For clusters for which Kerberos authentication is disabled, users can use a forged identity to access cluster services even if HBase ACL is enabled. Therefore, we recommend that you create clusters with Kerberos authentication enabled to ensure high security. For more information, see Overview.
Basic concepts
ACL refers to the process of granting operation permissions on resources in a specific scope to an entity.
The following tables describe the basic concepts in HBase.
Resources in a specific scope
Permission
Description
Superuser
A superuser account can perform all operations. By default, the account that is used to run HBase is the superuser account. To add a superuser account, configure the hbase.superuser parameter in the hbase-site.xml file.
Global
Admin permissions on all tables in a cluster.
Namespace
Access control at the namespace level.
Table
Access control at the table level.
ColumnFamily
Access control at the column family level.
Cell
Access control at the cell level.
Operation permissions
Permission
Description
Read (R)
Reads data from resources in a specific scope.
Write (W)
Writes data to resources in a specific scope.
Execute (X)
Executes coprocessors in a specific scope.
Create (C)
Creates or deletes tables in a specific scope.
Admin (A)
Performs cluster-related operations, such as balance or assignment, in a specific scope.
Entities
Permission
Description
User
Grants operation permissions to a user.
Group
Grants operation permissions to a user group.
Procedure
Go to the hbase-site.xml tab.
Log on to the EMR console and go to the EMR on ECS page.
In the top navigation bar, select the region in which your cluster resides and select a resource group based on your business requirements.
On the EMR on ECS page, find the cluster for which you want to enable HBase ACL and click Services in the Actions column.
On the Services tab, find the HBase service and click Configure.
Click the hbase-site.xml tab.
On the hbase-site.xml tab, add or modify the following configuration items.
Key
Value
hbase.security.authorization
true
hbase.coprocessor.master.classes
org.apache.hadoop.hbase.security.access.AccessController
hbase.coprocessor.region.classes
org.apache.hadoop.hbase.security.token.TokenProvider,org.apache.hadoop.hbase.security.access.AccessController
hbase.coprocessor.regionserver.classes
org.apache.hadoop.hbase.security.access.AccessController,org.apache.hadoop.hbase.security.token.TokenProvider
Restart the HBase service.
In the upper-right corner, choose .
In the dialog box that appears, configure the Execution Reason parameter and click OK.
In the Confirm message, click OK.
Use HBase ACL to manage permissions.
grant
grant <user> <permissions> [<@namespace> [<table> [<column family> [<column qualifier>]]]

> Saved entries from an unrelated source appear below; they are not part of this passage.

//! Test server harness for end-to-end tests.
//!
//! Provides `TestConnectorServer` for spawning the real connector router in
//! tests. Sessions, locks and breaker state live in one shared
//! [`MemoryStore`] that tests can inspect and seed directly.

use connector_service::config::Config;
use connector_service::routes::{self, AppState};
use connector_service::services::jazz_client::mock::MockJazzTransport;
use connector_service::services::JazzTransport;
use connector_service::store::memory::MemoryStore;
use metrics_exporter_prometheus::PrometheusBuilder;
use std::collections::HashMap;
use std::net::SocketAddr;
use std::sync::Arc;
use tokio::task::JoinHandle;

/// Provider name the test server accepts.
pub const TEST_PROVIDER: &str = "sberjazz";

/// Test harness for spawning the connector service in tests.
///
/// # Example
/// ```rust,ignore
/// #[tokio::test]
/// async fn test_join_flow() -> anyhow::Result<()> {
///     let server = TestConnectorServer::spawn().await?;
///     let response = reqwest::Client::new()
///         .post(server.connector_url("m-1/join"))
///         .send()
///         .await?;
///     assert_eq!(response.status(), 200);
///     Ok(())
/// }
/// ```
pub struct TestConnectorServer {
    addr: SocketAddr,
    store: MemoryStore,
    state: Arc<AppState>,
    _handle: JoinHandle<()>,
}

impl TestConnectorServer {
    /// Spawn a server whose external API always succeeds.
    pub async fn spawn() -> Result<Self, anyhow::Error> {
        Self::spawn_with(Arc::new(MockJazzTransport::healthy()), &[]).await
    }

    /// Spawn a server over `transport`, with environment overrides applied on
    /// top of the test defaults.
    ///
    /// Test defaults keep retries fast (1ms backoff) and disable nothing else;
    /// the reconciliation worker is never started, tests drive cycles through
    /// `POST /connectors/{provider}/reconcile` or [`Self::state`].
    pub async fn spawn_with(
        transport: Arc<dyn JazzTransport>,
        overrides: &[(&str, &str)],
    ) -> Result<Self, anyhow::Error> {
        let mut vars = HashMap::from([
            (
                "DATABASE_URL".to_string(),
                "postgresql://test/test".to_string(),
            ),
            ("REDIS_URL".to_string(), "redis://test:6379".to_string()),
            ("BIND_ADDRESS".to_string(), "127.0.0.1:0".to_string()),
            ("CONNECTOR_PROVIDER".to_string(), TEST_PROVIDER.to_string()),
            (
                "SBERJAZZ_API_BASE".to_string(),
                "http://jazz.test".to_string(),
            ),
            ("SBERJAZZ_HTTP_RETRY_BACKOFF_MS".to_string(), "1".to_string()),
            (
                "SBERJAZZ_HTTP_RETRY_BACKOFF_CAP_MS".to_string(),
                "5".to_string(),
            ),
            ("SBERJAZZ_RECONCILE_ENABLED".to_string(), "false".to_string()),
            ("CONNECTOR_DRAIN_SECONDS".to_string(), "0".to_string()),
        ]);
        for (key, value) in overrides {
            vars.insert((*key).to_string(), (*value).to_string());
        }

        let config = Config::from_vars(&vars)
            .map_err(|e| anyhow::anyhow!("Failed to create config: {}", e))?;

        let store = MemoryStore::new();
        let shared = Arc::new(store.clone());
        let state = Arc::new(AppState::new(
            config,
            shared.clone(),
            shared.clone(),
            shared,
            transport,
        ));

        // Not installed globally: each server renders its own empty registry
        let metrics_handle = PrometheusBuilder::new().build_recorder().handle();
        let app = routes::build_routes(Arc::clone(&state), metrics_handle);

        let listener = tokio::net::TcpListener::bind("127.0.0.1:0")
            .await
            .map_err(|e| anyhow::anyhow!("Failed to bind test server: {}", e))?;

        let addr = listener
            .local_addr()
            .map_err(|e| anyhow::anyhow!("Failed to get local address: {}", e))?;

        let handle = tokio::spawn(async move {
            if let Err(e) = axum::serve(listener, app).await {
                eprintln!("Test server error: {}", e);
            }
        });

        Ok(Self {
            addr,
            store,
            state,
            _handle: handle,
        })
    }

    /// Get the base URL of the test server.
    pub fn url(&self) -> String {
        format!("http://{}", self.addr)
    }

    /// URL under `/connectors/{provider}/`.
    pub fn connector_url(&self, path: &str) -> String {
        format!("http://{}/connectors/{}/{}", self.addr, TEST_PROVIDER, path)
    }

    /// Get the socket address.
    pub fn addr(&self) -> SocketAddr {
        self.addr
    }

    /// Shared in-memory store backing sessions, locks and the breaker.
    pub fn store(&self) -> &MemoryStore {
        &self.store
    }

    /// Application state, for driving components directly.
    pub fn state(&self) -> &Arc<AppState> {
        &self.state
    }

    /// Get reference to the server configuration.
    pub fn config(&self) -> &Config {
        &self.state.config
    }
}

impl Drop for TestConnectorServer {
    fn drop(&mut self) {
        self._handle.abort();
    }
}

The methods that are used to grant operation permissions to users and user groups are similar. The only difference between the methods is that you must specify an at sign (@) as the prefix of the name of a user group.
grant 'test','R','tbl1' # Grant the Read permission on Table tbl1 to User test. grant '@testgrp','R','tbl1' # Grant the Read permission on Table tbl1 to User Group testgrp.
You must specify an at sign (@) as the prefix of the name of a namespace.
grant 'test','C','@ns_1' # Grant the Create permission on Namespace ns_1 to User test.
revoke
revoke 'trafodion' # Revoke all permissions from User trafodion.
user_permission
user_permission 'TABLE_A' # Query all permissions on Table TABLE_A.